Lucifer Within Us caught my eye whilst checking out Steam’s Gradient Convergence festival, a celebration and highlight of games by diverse developers. Not to mention, the game’s eye-catching thumbnail mixed with its interesting art style and a unique setting got me to download the demo for it.
The game is an interesting combination of different genres, where you have the movement and object interaction aspects of a classic adventure, and the cross-examination and evidence mechanics of the more investigative games.
Lucifer Within Us places you in the shoes of a digital exorcist/detective who is responsible for investigating murders that have a demonic entity behind them. However, these aren’t traditional demons, but more of an AI that corrupt the digitally connected people of this world.
Like in most investigations, the suspects are an important starting point, and interacting with them officially begins the investigation. This is also our introduction to the timeline, the game’s central mechanic, which breaks down a sequence of events into sections.
Each section represents an action that a suspect was performing at a certain time, and you are allowed to scrub back and forth to evaluate them at your own pace. When you do scrub through the timeline, you can see the world jump back and forth in time depending on where you are on it. You can also individually select these segments in order to use them as evidence or ask further questions about them from each suspect.
It’s this visual feedback mixed with the sandbox nature of the timeline that really makes this game stand out amongst many others, as it allows you to examine testimonies with a sense of investigative freedom unique to this game. You can have multiple events on a timeline that you acquire by talking to different suspects.
The main aim is to find holes in these testimonies, which can be done in various ways, such as finding evidence from the crime scene that you can present in order to contradict, or by using one suspect’s statement against another which makes them revise the timeline, giving you an important insight.
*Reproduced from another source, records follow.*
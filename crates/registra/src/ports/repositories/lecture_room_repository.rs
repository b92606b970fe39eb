//! LectureRoom Repository Port

use crate::domain::LectureRoom;

use super::Crud;

/// Repository interface for LectureRoom entities
pub trait LectureRoomRepository: Crud<LectureRoom> {}
//! Department Application Service

use std::sync::Arc;

use async_trait::async_trait;

use registra::{Department, DepartmentRepository, DomainError, FacultyId};

use super::lifecycle::{non_empty, LifecycleService};

/// Application service for Department operations
pub struct DepartmentService<R: DepartmentRepository> {
    repo: Arc<R>,
}

impl<R: DepartmentRepository> DepartmentService<R> {
    pub fn new(repo: Arc<R>) -> Self {
        Self { repo }
    }

    pub async fn find_by_faculty(
        &self,
        faculty_id: FacultyId,
    ) -> Result<Vec<Department>, DomainError> {
        let departments = self.repo.find_by_faculty(faculty_id).await?;
        non_empty(format!("departments in faculty {faculty_id}"), departments)
    }
}

#[async_trait]
impl<R: DepartmentRepository> LifecycleService for DepartmentService<R> {
    type Entity = Department;
    type Repo = R;

    fn repo(&self) -> &R {
        &self.repo
    }
}
//! Employee Repository Port

use async_trait::async_trait;

use crate::domain::{DepartmentId, DomainError, Employee};

use super::Crud;

/// Repository interface for Employee entities
#[async_trait]
pub trait EmployeeRepository: Crud<Employee> {
    /// All employees attached to a department.
    async fn find_by_department(
        &self,
        department_id: DepartmentId,
    ) -> Result<Vec<Employee>, DomainError>;
}
//! Domain Errors
//!
//! Error types for domain operations.

use std::fmt;

use thiserror::Error;

/// Domain layer errors
#[derive(Debug, Error)]
pub enum DomainError {
    /// A lookup by id or filter matched no stored record.
    #[error("{0}")]
    NotFound(String),

    /// A create or update would violate a uniqueness or scheduling rule.
    #[error("{0}")]
    AlreadyExists(String),

    /// Structural field validation failed.
    #[error("validation error: {0}")]
    Validation(String),

    /// Any other storage fault.
    #[error("repository error: {0}")]
    Repository(String),
}

impl DomainError {
    pub fn not_found(entity: &str, id: impl fmt::Display) -> Self {
        Self::NotFound(format!("{entity} with id {id} not found"))
    }

    /// Not-found raised when a collection query matched nothing. Absence of
    /// data is always surfaced this way, never as an empty list.
    pub fn nothing_found(what: impl fmt::Display) -> Self {
        Self::NotFound(format!("no {what} found"))
    }

    pub fn already_exists(message: impl Into<String>) -> Self {
        Self::AlreadyExists(message.into())
    }

    pub fn is_not_found(&self) -> bool {
        matches!(self, Self::NotFound(_))
    }

    pub fn is_already_exists(&self) -> bool {
        matches!(self, Self::AlreadyExists(_))
    }
}

#[cfg(test)]
mod tests {
    use super::*;

    #[test]
    fn test_not_found_message() {
        let err = DomainError::not_found("faculty", 7);
        assert_eq!(err.to_string(), "faculty with id 7 not found");
        assert!(err.is_not_found());
    }

    #[test]
    fn test_nothing_found_message() {
        let err = DomainError::nothing_found("students in group 42");
        assert_eq!(err.to_string(), "no students in group 42 found");
        assert!(err.is_not_found());
    }
}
What makes this a bit different than Phoenix Wright or some other games with a cross-examination mechanic, is that your character has a unique power that lets them see into someone’s “inner sanctum” in order to draw up their psychological profile. In the demo, for example, I found out that one of the brothers was envious.
When certain testimonies corroborate with each other, the game will helpfully mark them as the truth, making it easier for you to keep track of what’s right and what’s wrong. Once you feel confident you have enough evidence and contradictions to an event, you can choose to accuse someone.
The accusation mechanic itself has 3 requirements you need to satisfy. You have to clarify the opportunity, the means, and the motive. For the opportunity, you basically have to present a section from the timeline, where you believe someone might have gotten the chance to kill the victim; the means by showing evidence you have found, and the motive is their psychological profile you have found from their inner sanctum.
What makes this gameplay loop even more memorable is the game’s demon angle, as the game has a daemonologie you can reference. By reading each demon’s description, you can see what sort of situations they tend to interfere in and what they feed off of.
For example, in the demo, as I mentioned before, I found out that one of the brothers was envious and it just so happened that there was a demon who benefited from this envy. It helps lead some credence to your theories, pushing you further on the right path.
The demo sadly ended before I could really see the outcome after accusing someone, but it also made me just as excited for the final game, putting it on the top section of my radar. Overall, with the polished presentation, memorable art style, innovative mechanics, and a gruesome atmosphere, the game definitely deserves to be on more people’s wishlist.
If you are interested, you can head on over to the game’s steam page in order to try out the demo for yourself before the game releases on the 15th of October. It is being developed by Montreal based Kitfox Games, who are well known for Boyfriend Dungeon and Dwarf Fortress.